Using the column oriented NoSQL model for implementing big data warehouses

Using the column oriented NoSQL model for implementing big data warehouses Int'l Conf. Par. and Dist. Proc. Tech. and Appl. PDPTA'15 469 Using the column oriented NoSQL model for implementing big data warehouses Khaled. Dehdouh 1, Fadila. Bentayeb 1, Omar. Boussaid 1, and Nadia

More information

CUBE INDEXING IMPLEMENTATION USING INTEGRATION OF SIDERA AND BERKELEY DB

CUBE INDEXING IMPLEMENTATION USING INTEGRATION OF SIDERA AND BERKELEY DB CUBE INDEXING IMPLEMENTATION USING INTEGRATION OF SIDERA AND BERKELEY DB Badal K. Kothari 1, Prof. Ashok R. Patel 2 1 Research Scholar, Mewar University, Chittorgadh, Rajasthan, India 2 Department of Computer

More information

Optimal Service Pricing for a Cloud Cache

Optimal Service Pricing for a Cloud Cache Optimal Service Pricing for a Cloud Cache K.SRAVANTHI Department of Computer Science & Engineering (M.Tech.) Sindura College of Engineering and Technology Ramagundam,Telangana G.LAKSHMI Asst. Professor,

More information

Enhancing Dataset Processing in Hadoop YARN Performance for Big Data Applications

Enhancing Dataset Processing in Hadoop YARN Performance for Big Data Applications Enhancing Dataset Processing in Hadoop YARN Performance for Big Data Applications Ahmed Abdulhakim Al-Absi, Dae-Ki Kang and Myong-Jong Kim Abstract In Hadoop MapReduce distributed file system, as the input

More information

Scalable Cloud Computing Solutions for Next Generation Sequencing Data

Scalable Cloud Computing Solutions for Next Generation Sequencing Data Scalable Cloud Computing Solutions for Next Generation Sequencing Data Matti Niemenmaa 1, Aleksi Kallio 2, André Schumacher 1, Petri Klemelä 2, Eija Korpelainen 2, and Keijo Heljanko 1 1 Department of

More information

Review. Data Warehousing. Today. Star schema. Star join indexes. Dimension hierarchies

Review. Data Warehousing. Today. Star schema. Star join indexes. Dimension hierarchies Review Data Warehousing CPS 216 Advanced Database Systems Data warehousing: integrating data for OLAP OLAP versus OLTP Warehousing versus mediation Warehouse maintenance Warehouse data as materialized

More information

CSE 544 Principles of Database Management Systems. Magdalena Balazinska Winter 2009 Lecture 15 - Data Warehousing: Cubes

CSE 544 Principles of Database Management Systems.
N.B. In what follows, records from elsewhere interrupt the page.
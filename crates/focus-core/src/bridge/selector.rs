//! Bridge selection.
//!
//! The default strategy keeps a conference inside one region where
//! possible and only cascades when a participant's region is served by
//! a different bridge. An external selection service can be plugged in;
//! it falls back to the built-in strategy on failure.

use std::sync::atomic::{AtomicU64, Ordering};
use std::sync::Arc;

use async_trait::async_trait;
use serde::Serialize;

use crate::config::FocusConfig;

use super::bridge::{Bridge, BridgeId};

/// Participant attributes that matter for placement.
#[derive(Debug, Clone, Default)]
pub struct ParticipantProperties {
    pub region: Option<String>,
    pub visitor: bool,
}

impl ParticipantProperties {
    pub fn in_region(region: impl Into<String>) -> Self {
        Self { region: Some(region.into()), visitor: false }
    }
}

/// Failure of the external selection service.
#[derive(Debug, thiserror::Error)]
pub enum ExternalSelectorError {
    #[error("selector transport failure: {0}")]
    Transport(String),

    #[error("selector response missing selected_bridge_index")]
    MissingIndex,
}

/// Adapter to an external (HTTP) bridge-selection service.
#[async_trait]
pub trait ExternalSelectorClient: Send + Sync {
    /// Return the index of the chosen bridge within `candidates`.
    async fn select_index(
        &self,
        candidates: &[Bridge],
        conference_bridges: &[(BridgeId, usize)],
        participant: &ParticipantProperties,
    ) -> Result<usize, ExternalSelectorError>;
}
//! Per-(conference, bridge) session state.

use std::collections::HashMap;

use serde::Serialize;

use crate::bridge::{Bridge, BridgeId};
use crate::source::{EndpointId, EndpointSourceSet};

use super::relay::{Relay, RelayState};
use super::types::RemoteEndpoint;

/// Control-session state for one bridge within one conference.
///
/// The `created` flag gates whether the next request carries the
/// create-conference directive.
#[derive(Debug)]
pub struct BridgeSession {
    pub bridge: Bridge,
    /// Session id, unique per (conference, bridge) incarnation.
    pub id: String,
    pub created: bool,
    /// Participants allocated here, with their advertised sources (the
    /// set re-advertised to relay peers).
    pub participants: HashMap<EndpointId, EndpointSourceSet>,
    /// Feedback sources the bridge advertises for mixed audio/video
    /// placeholders.
    pub feedback_sources: EndpointSourceSet,
    /// Relays to peer bridges, keyed by peer.
    pub relays: HashMap<BridgeId, Relay>,
    pub failed: bool,
}

impl BridgeSession {
    pub fn new(bridge: Bridge) -> Self {
        Self {
            bridge,
            id: uuid::Uuid::new_v4().to_string(),
            created: false,
            participants: HashMap::new(),
            feedback_sources: EndpointSourceSet::new(),
            relays: HashMap::new(),
            failed: false,
        }
    }

    /// The full endpoint set a relay peer should see for this bridge.
    pub fn remote_endpoints(&self) -> Vec<RemoteEndpoint> {
        let mut endpoints: Vec<RemoteEndpoint> = self
            .participants
            .iter()
            .map(|(id, sources)| RemoteEndpoint { id: id.clone(), sources: sources.clone() })
            .collect();
        endpoints.sort_by(|a, b| a.id.as_str().cmp(b.id.as_str()));
        endpoints
    }

    pub fn bridge_id(&self) -> &BridgeId {
        &self.bridge.id
    }

    /// Own relay id, when the bridge supports cascading.
    pub fn relay_id(&self) -> Option<&str> {
        self.bridge.relay_id.as_deref()
    }

    pub fn participant_count(&self) -> usize {
        self.participants.len()
    }

    pub fn snapshot(&self) -> BridgeSessionSnapshot {
        BridgeSessionSnapshot {
            bridge: self.bridge.id.as_str().to_string(),
            session_id: self.id.clone(),
            region: self.bridge.region.clone(),
            created: self.created,
            failed: self.failed,
            participants: {
                let mut ids: Vec<String> =
                    self.participants.keys().map(|e| e.as_str().to_string()).collect();
                ids.sort();
                ids
            },
            relays: {
                let mut peers: Vec<RelaySnapshot> = self
                    .relays
                    .values()
                    .map(|r| RelaySnapshot {
                        peer: r.peer.as_str().to_string(),
                        mesh_id: r.mesh_id.clone(),
                        initiator: r.initiator,
                        active: r.state == RelayState::Active,
                    })
                    .collect();
                peers.sort_by(|a, b| a.peer.cmp(&b.peer));
                peers
            },
        }
    }
}

/// Serializable introspection view of a session.
#[derive(Debug, Clone, Serialize, PartialEq, Eq)]
pub struct BridgeSessionSnapshot {
    pub bridge: String,
    pub session_id: String,
    pub region: Option<String>,
    pub created: bool,
    pub failed: bool,
    pub participants: Vec<String>,
    pub relays: Vec<RelaySnapshot>,
}

/// Serializable view of one relay.
#[derive(Debug, Clone, Serialize, PartialEq, Eq)]
pub struct RelaySnapshot {
    pub peer: String,
    pub mesh_id: String,
    pub initiator: bool,
    pub active: bool,
}

#[cfg(test)]
mod tests {
    use super::*;

    #[test]
    fn test_new_session_needs_create() {
        let session = BridgeSession::new(Bridge::new(BridgeId::from("b1")).with_region("eu"));
        assert!(!session.created);
        assert!(session.participants.is_empty());
        assert!(!session.id.is_empty());
    }

    #[test]
    fn test_snapshot_is_sorted() {
        let mut session = BridgeSession::new(Bridge::new(BridgeId::from("b1")));
        session.participants.insert(EndpointId::from("zz"), EndpointSourceSet::new());
        session.participants.insert(EndpointId::from("aa"), EndpointSourceSet::new());

        let snapshot = session.snapshot();
        assert_eq!(snapshot.participants, vec!["aa".to_string(), "zz".to_string()]);
        assert_eq!(session.remote_endpoints().len(), 2);
    }
}
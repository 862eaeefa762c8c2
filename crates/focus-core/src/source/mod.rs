//! RTP source model and conference-wide validation.
//!
//! Sources and source groups are the only objects a participant may
//! advertise on the wire. [`ConferenceSourceMap`] is the per-conference
//! bookkeeping of who owns which SSRC, with strict consistency rules
//! enforced atomically at every mutation.

mod map;
mod types;

pub use map::{ConferenceSourceMap, ValidationError};
pub use types::{
    EndpointId, EndpointSourceSet, GroupSemantics, MediaType, Msid, Source, SourceGroup, Ssrc,
    VideoType,
};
Magdalena Balazinska Winter 2009 Lecture 15 - Data Warehousing: Cubes CSE 544 Principles of Database Management Systems Magdalena Balazinska Winter 2009 Lecture 15 - Data Warehousing: Cubes Final Exam Overview Open books and open notes No laptops and no other mobile devices

More information

MapReduce for Data Warehouses

MapReduce for Data Warehouses MapReduce for Data Warehouses Data Warehouses: Hadoop and Relational Databases In an enterprise setting, a data warehouse serves as a vast repository of data, holding everything from sales transactions

More information

Web Log Data Sparsity Analysis and Performance Evaluation for OLAP

Web Log Data Sparsity Analysis and Performance Evaluation for OLAP Web Log Data Sparsity Analysis and Performance Evaluation for OLAP Ji-Hyun Kim, Hwan-Seung Yong Department of Computer Science and Engineering Ewha Womans University 11-1 Daehyun-dong, Seodaemun-gu, Seoul,

More information

BUSINESS INTELLIGENCE AND NOSQL DATABASES

BUSINESS INTELLIGENCE AND NOSQL DATABASES INFORMATION SYSTEMS IN MANAGEMENT Information Systems in Management (2012) Vol. 1 (1) 25 37 BUSINESS INTELLIGENCE AND NOSQL DATABASES JERZY DUDA Department of Applied Computer Science, Faculty of Management,

More information

The Hidden Extras. The Pricing Scheme of Cloud Computing. Stephane Rufer

The Hidden Extras. The Pricing Scheme of Cloud Computing. Stephane Rufer The Hidden Extras The Pricing Scheme of Cloud Computing Stephane Rufer Cloud Computing Hype Cycle Definition Types Architecture Deployment Pricing/Charging in IT Economics of Cloud Computing Pricing Schemes

More information

Introduction to Cloud Computing

Introduction to Cloud Computing Discovery 2015: Cloud Computing Workshop June 20-24, 2011 Berkeley, CA Introduction to Cloud Computing Keith R. Jackson Lawrence Berkeley National Lab What is it? NIST Definition Cloud computing is a model

More information

New Cloud Computing Network Architecture Directed At Multimedia

New Cloud Computing Network Architecture Directed At Multimedia 2012 2 nd International Conference on Information Communication and Management (ICICM 2012) IPCSIT vol. 55 (2012) (2012) IACSIT Press, Singapore DOI: 10.7763/IPCSIT.2012.V55.16 New Cloud Computing Network

More information

Guidelines for Selecting Hadoop Schedulers based on System Heterogeneity

Guidelines for Selecting Hadoop Schedulers based on System Heterogeneity Noname manuscript No. (will be inserted by the editor) Guidelines for Selecting Hadoop Schedulers based on System Heterogeneity Aysan Rasooli Douglas G. Down Received: date / Accepted: date Abstract Hadoop

More information

Adaptive Query Execution for Cloud Based Data Management

Adaptive Query Execution for Cloud Based Data Management Adaptive Query Execution for Data Management in the Cloud Adrian Daniel Popescu Debabrata Dash Verena Kantere Anastasia Ailamaki School of Computer and Communication Sciences École Polytechnique Fédérale

More information

DATA WAREHOUSING - OLAP

DATA WAREHOUSING - OLAP http://www.tutorialspoint.com/dwh/dwh_olap.htm DATA WAREHOUSING - OLAP Copyright tutorialspoint.com Online Analytical Processing Server OLAP is based on the multidimensional data model. It allows managers,

More information

Index Terms : Load rebalance, distributed file systems, clouds, movement cost, load imbalance, chunk.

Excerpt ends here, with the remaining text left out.